WAXL
- Santa Claus, Indiana; United States;
- Frequency: 103.3 MHz
- Branding: 103.3 The Fix

Programming
- Format: Hot adult contemporary
- Affiliations: Westwood One Indianapolis Colts Radio Network Indiana Pacers Radio Network Network Indiana

Ownership
- Owner: Dubois County Broadcasting, Inc.
- Sister stations: WXGO, WBDC, WORX-FM

History
- First air date: July 30, 1996
- Former call signs: WAIX (1994–1995) WAZU (1995–1996)

Technical information
- Licensing authority: FCC
- Facility ID: 64420
- Class: A
- ERP: 3,000 watts
- HAAT: 141 meters (463 ft)
- Transmitter coordinates: type:city 38°12′31.00″N 86°54′0.00″W﻿ / ﻿38.2086111°N 86.9000000°W

Links
- Public license information: Public file; LMS;
- Webcast: Webcast
- Website: waxl.us

= WAXL =

WAXL (103.3 FM) is a radio station broadcasting a hot adult contemporary format. It is licensed to Santa Claus, Indiana, United States.
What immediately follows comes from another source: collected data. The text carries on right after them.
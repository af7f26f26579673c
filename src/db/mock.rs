//! In-memory database client for testing and `--mock-db` runs.
//!
//! Understands just enough SQL for the pipeline: `CREATE TABLE IF NOT
//! EXISTS`, `INSERT INTO ... VALUES (...)`, `SELECT COUNT(*)`, and
//! `SELECT * ... ORDER BY <col> [DESC]`. Failures can be injected per
//! statement fragment, and close calls are counted so tests can assert the
//! connection is released exactly once.

use super::{DatabaseClient, Row, TableResult, Value};
use crate::error::{Diagnostic, PipelineError, Result};
use async_trait::async_trait;
use chrono::NaiveDate;
use rust_decimal::Decimal;
use std::cmp::Ordering;
use std::collections::HashMap;
use std::str::FromStr;
use std::sync::atomic::{AtomicUsize, Ordering as AtomicOrdering};
use std::sync::Mutex;

#[derive(Debug, Default, Clone)]
struct MockTable {
    columns: Vec<String>,
    rows: Vec<Row>,
}

#[derive(Debug, Default)]
struct MockState {
    tables: HashMap<String, MockTable>,
    statements: Vec<String>,
}

/// An in-memory stand-in for the query service.
#[derive(Debug, Default)]
pub struct MockDatabaseClient {
    state: Mutex<MockState>,
    close_calls: AtomicUsize,
    fail_on: Option<String>,
    fail_on_close: bool,
}

impl MockDatabaseClient {
    /// Creates an empty mock client.
    pub fn new() -> Self {
        Self::default()
    }

    /// Creates a mock client that fails any statement or query whose SQL
    /// contains the given fragment.
    pub fn failing_on(sql_fragment: impl Into<String>) -> Self {
        Self {
            fail_on: Some(sql_fragment.into()),
            ..Self::default()
        }
    }

    /// Creates a mock client whose `close` call fails.
    pub fn failing_on_close() -> Self {
        Self::default().with_failing_close()
    }

    /// Makes `close` fail on an already-configured client.
    pub fn with_failing_close(mut self) -> Self {
        self.fail_on_close = true;
        self
    }

    /// Number of times `close` has been invoked.
    pub fn close_calls(&self) -> usize {
        self.close_calls.load(AtomicOrdering::SeqCst)
    }

    /// Number of rows currently held by the named table.
    pub fn table_rows(&self, table: &str) -> usize {
        self.lock()
            .tables
            .get(table)
            .map(|t| t.rows.len())
            .unwrap_or(0)
    }

    /// Every SQL text passed to this client, in execution order.
    pub fn statement_log(&self) -> Vec<String> {
        self.lock().statements.clone()
    }

    fn lock(&self) -> std::sync::MutexGuard<'_, MockState> {
        self.state.lock().expect("mock state lock poisoned")
    }

    fn check_injected_failure(&self, sql: &str) -> Result<()> {
        if let Some(fragment) = &self.fail_on {
            if sql.contains(fragment.as_str()) {
                return Err(PipelineError::Query(Diagnostic {
                    state: Some("58000".to_string()),
                    detail: None,
                    message: format!("injected failure on '{fragment}'"),
                }));
            }
        }
        Ok(())
    }
}

#[async_trait]
impl DatabaseClient for MockDatabaseClient {
    async fn execute_statement(&self, sql: &str) -> Result<()> {
        self.lock().statements.push(sql.to_string());
        self.check_injected_failure(sql)?;

        let trimmed = sql.trim();
        let upper = trimmed.to_uppercase();

        if upper.starts_with("CREATE TABLE IF NOT EXISTS") {
            let (name, columns) = parse_create_table(trimmed)?;
            // Idempotent: an existing table is left untouched.
            self.lock()
                .tables
                .entry(name)
                .or_insert_with(|| MockTable {
                    columns,
                    rows: Vec::new(),
                });
            Ok(())
        } else if upper.starts_with("INSERT INTO") {
            let (name, row) = parse_insert(trimmed)?;
            let mut state = self.lock();
            let table = state.tables.get_mut(&name).ok_or_else(|| {
                PipelineError::Query(Diagnostic {
                    state: Some("42P01".to_string()),
                    detail: None,
                    message: format!("relation \"{name}\" does not exist"),
                })
            })?;
            table.rows.push(row);
            Ok(())
        } else {
            Err(PipelineError::query(format!(
                "mock client does not understand statement: {trimmed}"
            )))
        }
    }

    async fn execute_query(&self, sql: &str) -> Result<TableResult> {
        self.lock().statements.push(sql.to_string());
        self.check_injected_failure(sql)?;

        let trimmed = sql.trim();
        let upper = trimmed.to_uppercase();

        if upper.starts_with("SELECT COUNT(*)") {
            let name = table_after_from(trimmed)?;
            let count = self.table_rows(&name) as i64;
            return Ok(TableResult::with_data(
                vec!["count".to_string()],
                vec![vec![Value::Int(count)]],
            ));
        }

        if upper.starts_with("SELECT *") {
            let name = table_after_from(trimmed)?;
            let table = self.lock().tables.get(&name).cloned().ok_or_else(|| {
                PipelineError::Query(Diagnostic {
                    state: Some("42P01".to_string()),
                    detail: None,
                    message: format!("relation \"{name}\" does not exist"),
                })
            })?;

            let mut rows = table.rows;
            if let Some((column, descending)) = parse_order_by(trimmed) {
                let index = table
                    .columns
                    .iter()
                    .position(|c| c.eq_ignore_ascii_case(&column))
                    .ok_or_else(|| {
                        PipelineError::query(format!("unknown ORDER BY column '{column}'"))
                    })?;
                rows.sort_by(|a, b| {
                    let ord = compare_values(&a[index], &b[index]);
                    if descending {
                        ord.reverse()
                    } else {
                        ord
                    }
                });
            }

            return Ok(TableResult::with_data(table.columns, rows));
        }

        Err(PipelineError::query(format!(
            "mock client does not understand query: {trimmed}"
        )))
    }

    async fn close(&self) -> Result<()> {
        self.close_calls.fetch_add(1, AtomicOrdering::SeqCst);
        if self.fail_on_close {
            return Err(PipelineError::close("injected close failure"));
        }
        Ok(())
    }
}

/// Parses `CREATE TABLE IF NOT EXISTS name (col type, ...)` into the table
/// name and ordered column names.
fn parse_create_table(sql: &str) -> Result<(String, Vec<String>)> {
    let rest = &sql["CREATE TABLE IF NOT EXISTS".len()..];
    let open = rest
        .find('(')
        .ok_or_else(|| PipelineError::query("malformed CREATE TABLE: missing column list"))?;
    let name = rest[..open].trim().to_string();
    let close = rest
        .rfind(')')
        .ok_or_else(|| PipelineError::query("malformed CREATE TABLE: unterminated column list"))?;

    let columns = split_top_level(&rest[open + 1..close])
        .into_iter()
        .filter_map(|def| def.split_whitespace().next())
        .map(String::from)
        .collect();

    Ok((name, columns))
}

/// Parses `INSERT INTO name VALUES (v, ...)` into the table name and row.
fn parse_insert(sql: &str) -> Result<(String, Row)> {
    let rest = &sql["INSERT INTO".len()..];
    let values_at = rest
        .to_uppercase()
        .find("VALUES")
        .ok_or_else(|| PipelineError::query("malformed INSERT: missing VALUES"))?;
    let name = rest[..values_at].trim().to_string();

    let tail = &rest[values_at + "VALUES".len()..];
    let open = tail
        .find('(')
        .ok_or_else(|| PipelineError::query("malformed INSERT: missing value list"))?;
    let close = tail
        .rfind(')')
        .ok_or_else(|| PipelineError::query("malformed INSERT: unterminated value list"))?;

    let row = split_top_level(&tail[open + 1..close])
        .into_iter()
        .map(|literal| parse_literal(literal.trim()))
        .collect();

    Ok((name, row))
}

/// Splits on commas that sit outside parentheses and quotes, so
/// `DECIMAL(10,2)` and `'a, b'` stay in one piece.
fn split_top_level(s: &str) -> Vec<&str> {
    let mut parts = Vec::new();
    let mut depth = 0usize;
    let mut in_quote = false;
    let mut start = 0;

    for (i, c) in s.char_indices() {
        match c {
            '\'' => in_quote = !in_quote,
            '(' if !in_quote => depth += 1,
            ')' if !in_quote => depth = depth.saturating_sub(1),
            ',' if !in_quote && depth == 0 => {
                parts.push(&s[start..i]);
                start = i + 1;
            }
            _ => {}
        }
    }
    parts.push(&s[start..]);
    parts
}

/// Interprets a SQL literal by its shape: quoted text (dates included),
/// integers, and decimals.
fn parse_literal(literal: &str) -> Value {
    if literal.eq_ignore_ascii_case("NULL") {
        return Value::Null;
    }
    if let Some(quoted) = literal
        .strip_prefix('\'')
        .and_then(|s| s.strip_suffix('\''))
    {
        if let Ok(date) = NaiveDate::parse_from_str(quoted, "%Y-%m-%d") {
            return Value::Date(date);
        }
        return Value::String(quoted.to_string());
    }
    if let Ok(n) = literal.parse::<i64>() {
        return Value::Int(n);
    }
    if let Ok(d) = Decimal::from_str(literal) {
        return Value::Decimal(d);
    }
    Value::String(literal.to_string())
}

/// Returns the table name following FROM.
fn table_after_from(sql: &str) -> Result<String> {
    let upper = sql.to_uppercase();
    let from_at = upper
        .find(" FROM ")
        .ok_or_else(|| PipelineError::query("malformed query: missing FROM"))?;
    sql[from_at + " FROM ".len()..]
        .split_whitespace()
        .next()
        .map(String::from)
        .ok_or_else(|| PipelineError::query("malformed query: missing table name"))
}

/// Returns the ORDER BY column and direction, if present.
fn parse_order_by(sql: &str) -> Option<(String, bool)> {
    let upper = sql.to_uppercase();
    let at = upper.find("ORDER BY")?;
    let mut parts = sql[at + "ORDER BY".len()..].split_whitespace();
    let column = parts.next()?.to_string();
    let descending = parts
        .next()
        .map(|d| d.eq_ignore_ascii_case("DESC"))
        .unwrap_or(false);
    Some((column, descending))
}

fn compare_values(a: &Value, b: &Value) -> Ordering {
    match (a, b) {
        (Value::Int(x), Value::Int(y)) => x.cmp(y),
        (Value::Float(x), Value::Float(y)) => x.partial_cmp(y).unwrap_or(Ordering::Equal),
        (Value::Decimal(x), Value::Decimal(y)) => x.cmp(y),
        (Value::Date(x), Value::Date(y)) => x.cmp(y),
        (Value::String(x), Value::String(y)) => x.cmp(y),
        (Value::Bool(x), Value::Bool(y)) => x.cmp(y),
        (Value::Null, Value::Null) => Ordering::Equal,
        (Value::Null, _) => Ordering::Less,
        (_, Value::Null) => Ordering::Greater,
        // Mixed types should not occur within a mock column.
        _ => Ordering::Equal,
    }
}

#[cfg(test)]
mod tests {
    use super::*;

    const CREATE_SQL: &str = "CREATE TABLE IF NOT EXISTS sales (id INT, product_name TEXT, \
                              sale_date DATE, amount DECIMAL(10,2), customer_id INT)";

    #[tokio::test]
    async fn test_create_is_idempotent() {
        let client = MockDatabaseClient::new();
        client.execute_statement(CREATE_SQL).await.unwrap();
        client
            .execute_statement("INSERT INTO sales VALUES (1, 'Laptop', '2024-01-15', 999.99, 101)")
            .await
            .unwrap();
        // Re-running CREATE must not drop the row.
        client.execute_statement(CREATE_SQL).await.unwrap();
        assert_eq!(client.table_rows("sales"), 1);
    }

    #[tokio::test]
    async fn test_insert_and_count() {
        let client = MockDatabaseClient::new();
        client.execute_statement(CREATE_SQL).await.unwrap();
        client
            .execute_statement("INSERT INTO sales VALUES (2, 'Mouse', '2024-01-16', 29.99, 102)")
            .await
            .unwrap();

        let result = client
            .execute_query("SELECT COUNT(*) FROM sales")
            .await
            .unwrap();
        assert_eq!(result.rows[0][0], Value::Int(1));
    }

    #[tokio::test]
    async fn test_select_order_by_desc() {
        let client = MockDatabaseClient::new();
        client.execute_statement(CREATE_SQL).await.unwrap();
        for stmt in [
            "INSERT INTO sales VALUES (1, 'Laptop', '2024-01-15', 999.99, 101)",
            "INSERT INTO sales VALUES (2, 'Mouse', '2024-01-16', 29.99, 102)",
        ] {
            client.execute_statement(stmt).await.unwrap();
        }

        let result = client
            .execute_query("SELECT * FROM sales ORDER BY sale_date DESC")
            .await
            .unwrap();
        assert_eq!(result.columns[0], "id");
        assert_eq!(result.rows[0][0], Value::Int(2));
        assert_eq!(result.rows[1][0], Value::Int(1));
    }

    #[tokio::test]
    async fn test_insert_into_missing_table() {
        let client = MockDatabaseClient::new();
        let err = client
            .execute_statement("INSERT INTO sales VALUES (1, 'Laptop', '2024-01-15', 999.99, 101)")
            .await
            .unwrap_err();
        assert_eq!(
            err.diagnostic().unwrap().state.as_deref(),
            Some("42P01")
        );
    }

    #[tokio::test]
    async fn test_injected_failure() {
        let client = MockDatabaseClient::failing_on("INSERT");
        client.execute_statement(CREATE_SQL).await.unwrap();
        let err = client
            .execute_statement("INSERT INTO sales VALUES (1, 'Laptop', '2024-01-15', 999.99, 101)")
            .await
            .unwrap_err();
        assert!(err.to_string().contains("injected failure"));
    }

    #[tokio::test]
    async fn test_close_is_counted() {
        let client = MockDatabaseClient::new();
        assert_eq!(client.close_calls(), 0);
        client.close().await.unwrap();
        assert_eq!(client.close_calls(), 1);
    }

    #[test]
    fn test_create_parses_parenthesized_types() {
        let (name, columns) = parse_create_table(CREATE_SQL).unwrap();
        assert_eq!(name, "sales");
        assert_eq!(
            columns,
            vec!["id", "product_name", "sale_date", "amount", "customer_id"]
        );
    }

    #[test]
    fn test_split_top_level() {
        assert_eq!(
            split_top_level("id INT, amount DECIMAL(10,2), note TEXT"),
            vec!["id INT", " amount DECIMAL(10,2)", " note TEXT"]
        );
        assert_eq!(
            split_top_level("1, 'a, b', 2"),
            vec!["1", " 'a, b'", " 2"]
        );
    }

    #[test]
    fn test_parse_literal_shapes() {
        assert_eq!(parse_literal("101"), Value::Int(101));
        assert_eq!(
            parse_literal("999.99"),
            Value::Decimal(Decimal::from_str("999.99").unwrap())
        );
        assert_eq!(
            parse_literal("'2024-01-15'"),
            Value::Date(NaiveDate::from_ymd_opt(2024, 1, 15).unwrap())
        );
        assert_eq!(parse_literal("'Laptop'"), Value::String("Laptop".to_string()));
        assert_eq!(parse_literal("NULL"), Value::Null);
    }
}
The station is currently owned by Dubois County Broadcasting, Inc. and features programming from Westwood One.

==History==
The station went on the air as WAIX on August 19, 1994. On June 1, 1995, it changed its call sign to WAZU, and in August 1996 to the current WAXL.

In November 2023, WAXL announced that it would hold a Christmas music stunt for the holiday season from November 23 to December 25 as Jolly FM—one notably distinguished by the station being licensed to Santa Claus, Indiana.